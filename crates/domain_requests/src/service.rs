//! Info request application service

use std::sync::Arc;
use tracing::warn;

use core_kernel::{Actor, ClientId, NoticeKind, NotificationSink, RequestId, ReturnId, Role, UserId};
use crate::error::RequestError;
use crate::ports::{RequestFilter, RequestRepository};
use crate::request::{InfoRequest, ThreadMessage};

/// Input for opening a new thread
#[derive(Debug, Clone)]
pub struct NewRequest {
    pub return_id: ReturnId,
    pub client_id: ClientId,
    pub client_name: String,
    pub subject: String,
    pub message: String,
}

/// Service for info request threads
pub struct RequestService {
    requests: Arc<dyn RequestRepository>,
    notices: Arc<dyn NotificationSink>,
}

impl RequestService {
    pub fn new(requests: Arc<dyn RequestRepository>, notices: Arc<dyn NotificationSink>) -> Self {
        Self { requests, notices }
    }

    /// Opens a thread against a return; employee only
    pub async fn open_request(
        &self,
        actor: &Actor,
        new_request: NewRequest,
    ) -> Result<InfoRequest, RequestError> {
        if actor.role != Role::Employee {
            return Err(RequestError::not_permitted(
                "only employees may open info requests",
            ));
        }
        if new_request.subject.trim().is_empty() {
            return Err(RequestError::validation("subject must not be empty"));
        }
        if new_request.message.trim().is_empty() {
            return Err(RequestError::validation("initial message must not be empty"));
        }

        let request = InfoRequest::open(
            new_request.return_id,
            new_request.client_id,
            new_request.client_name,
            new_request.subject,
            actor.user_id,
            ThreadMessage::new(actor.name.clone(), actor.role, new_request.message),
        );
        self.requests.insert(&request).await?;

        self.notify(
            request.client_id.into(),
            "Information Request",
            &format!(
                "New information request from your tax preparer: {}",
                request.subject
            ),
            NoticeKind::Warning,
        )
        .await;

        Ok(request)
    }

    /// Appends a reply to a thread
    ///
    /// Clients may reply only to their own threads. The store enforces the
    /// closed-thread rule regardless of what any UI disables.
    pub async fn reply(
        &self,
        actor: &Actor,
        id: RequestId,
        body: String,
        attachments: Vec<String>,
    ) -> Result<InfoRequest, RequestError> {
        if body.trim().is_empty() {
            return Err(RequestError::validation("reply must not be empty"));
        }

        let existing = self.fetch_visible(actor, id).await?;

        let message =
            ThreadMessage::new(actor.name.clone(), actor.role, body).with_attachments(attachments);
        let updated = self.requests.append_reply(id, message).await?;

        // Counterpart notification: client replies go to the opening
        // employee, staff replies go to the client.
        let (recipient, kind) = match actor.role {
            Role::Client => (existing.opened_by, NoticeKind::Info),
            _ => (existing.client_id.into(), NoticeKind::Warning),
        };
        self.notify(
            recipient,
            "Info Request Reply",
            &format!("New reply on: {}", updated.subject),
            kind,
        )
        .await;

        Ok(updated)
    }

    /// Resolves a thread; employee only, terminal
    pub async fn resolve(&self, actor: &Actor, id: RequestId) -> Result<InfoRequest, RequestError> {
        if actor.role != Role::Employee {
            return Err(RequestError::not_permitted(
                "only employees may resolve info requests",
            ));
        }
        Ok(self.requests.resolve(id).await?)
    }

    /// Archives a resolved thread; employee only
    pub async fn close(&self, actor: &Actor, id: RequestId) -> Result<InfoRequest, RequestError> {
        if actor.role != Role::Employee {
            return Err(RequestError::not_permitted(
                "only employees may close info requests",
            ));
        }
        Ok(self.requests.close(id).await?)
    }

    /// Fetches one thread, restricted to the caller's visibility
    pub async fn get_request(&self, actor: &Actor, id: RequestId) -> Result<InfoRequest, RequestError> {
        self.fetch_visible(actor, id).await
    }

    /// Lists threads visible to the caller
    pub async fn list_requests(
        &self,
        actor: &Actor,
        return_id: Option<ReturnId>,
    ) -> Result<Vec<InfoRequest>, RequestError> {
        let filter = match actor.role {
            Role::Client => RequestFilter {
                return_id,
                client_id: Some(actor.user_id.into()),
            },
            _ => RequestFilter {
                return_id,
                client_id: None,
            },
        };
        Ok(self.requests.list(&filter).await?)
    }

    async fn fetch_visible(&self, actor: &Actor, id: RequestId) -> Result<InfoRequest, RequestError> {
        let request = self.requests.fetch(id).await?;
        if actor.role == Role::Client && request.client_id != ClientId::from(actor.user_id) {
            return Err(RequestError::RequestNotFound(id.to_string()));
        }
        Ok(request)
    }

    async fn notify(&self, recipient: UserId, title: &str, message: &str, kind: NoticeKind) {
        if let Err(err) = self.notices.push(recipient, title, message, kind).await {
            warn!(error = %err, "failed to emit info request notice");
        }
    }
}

----------------

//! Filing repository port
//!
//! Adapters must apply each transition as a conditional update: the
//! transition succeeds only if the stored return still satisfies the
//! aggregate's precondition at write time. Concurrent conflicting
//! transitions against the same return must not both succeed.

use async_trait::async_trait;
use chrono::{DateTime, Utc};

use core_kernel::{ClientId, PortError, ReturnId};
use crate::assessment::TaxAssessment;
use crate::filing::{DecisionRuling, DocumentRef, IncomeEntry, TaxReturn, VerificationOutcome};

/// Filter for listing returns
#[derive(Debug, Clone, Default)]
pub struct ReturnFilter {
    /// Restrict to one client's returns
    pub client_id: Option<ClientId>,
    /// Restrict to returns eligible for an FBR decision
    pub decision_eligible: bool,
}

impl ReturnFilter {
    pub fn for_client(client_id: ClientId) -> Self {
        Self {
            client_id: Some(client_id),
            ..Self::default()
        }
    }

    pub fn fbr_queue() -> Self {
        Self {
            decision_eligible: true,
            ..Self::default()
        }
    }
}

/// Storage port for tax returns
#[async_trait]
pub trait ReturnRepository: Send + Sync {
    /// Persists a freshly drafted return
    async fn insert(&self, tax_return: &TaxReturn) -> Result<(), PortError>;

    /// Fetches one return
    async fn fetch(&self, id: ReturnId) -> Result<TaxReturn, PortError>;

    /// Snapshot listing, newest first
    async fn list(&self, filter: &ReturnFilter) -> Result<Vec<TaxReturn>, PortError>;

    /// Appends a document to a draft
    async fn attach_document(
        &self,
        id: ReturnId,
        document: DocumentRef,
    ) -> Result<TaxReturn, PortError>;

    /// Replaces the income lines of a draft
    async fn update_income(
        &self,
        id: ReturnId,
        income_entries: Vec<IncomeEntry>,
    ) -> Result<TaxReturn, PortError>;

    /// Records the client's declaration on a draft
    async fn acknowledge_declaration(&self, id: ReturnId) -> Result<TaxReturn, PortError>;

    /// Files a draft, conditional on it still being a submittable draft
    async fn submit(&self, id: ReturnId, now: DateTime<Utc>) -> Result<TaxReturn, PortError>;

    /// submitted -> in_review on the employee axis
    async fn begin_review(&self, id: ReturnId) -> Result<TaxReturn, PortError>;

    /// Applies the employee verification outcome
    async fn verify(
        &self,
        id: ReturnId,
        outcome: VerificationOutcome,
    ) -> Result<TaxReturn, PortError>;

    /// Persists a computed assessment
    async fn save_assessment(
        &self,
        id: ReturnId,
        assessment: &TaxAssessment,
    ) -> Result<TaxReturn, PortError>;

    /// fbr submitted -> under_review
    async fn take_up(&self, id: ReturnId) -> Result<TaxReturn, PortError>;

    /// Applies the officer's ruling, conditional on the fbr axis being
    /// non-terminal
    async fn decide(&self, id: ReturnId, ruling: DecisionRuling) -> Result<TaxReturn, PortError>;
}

----------------

What is expected: From the records above, transcribe without alteration every line from the one with "async fn fetch(&self, id: ReturnId)" to the one with "declaration on a draft", inclusive.

Result of the task:
    async fn fetch(&self, id: ReturnId) -> Result<TaxReturn, PortError>;

    /// Snapshot listing, newest first
    async fn list(&self, filter: &ReturnFilter) -> Result<Vec<TaxReturn>, PortError>;

    /// Appends a document to a draft
    async fn attach_document(
        &self,
        id: ReturnId,
        document: DocumentRef,
    ) -> Result<TaxReturn, PortError>;

    /// Replaces the income lines of a draft
    async fn update_income(
        &self,
        id: ReturnId,
        income_entries: Vec<IncomeEntry>,
    ) -> Result<TaxReturn, PortError>;

    /// Records the client's declaration on a draft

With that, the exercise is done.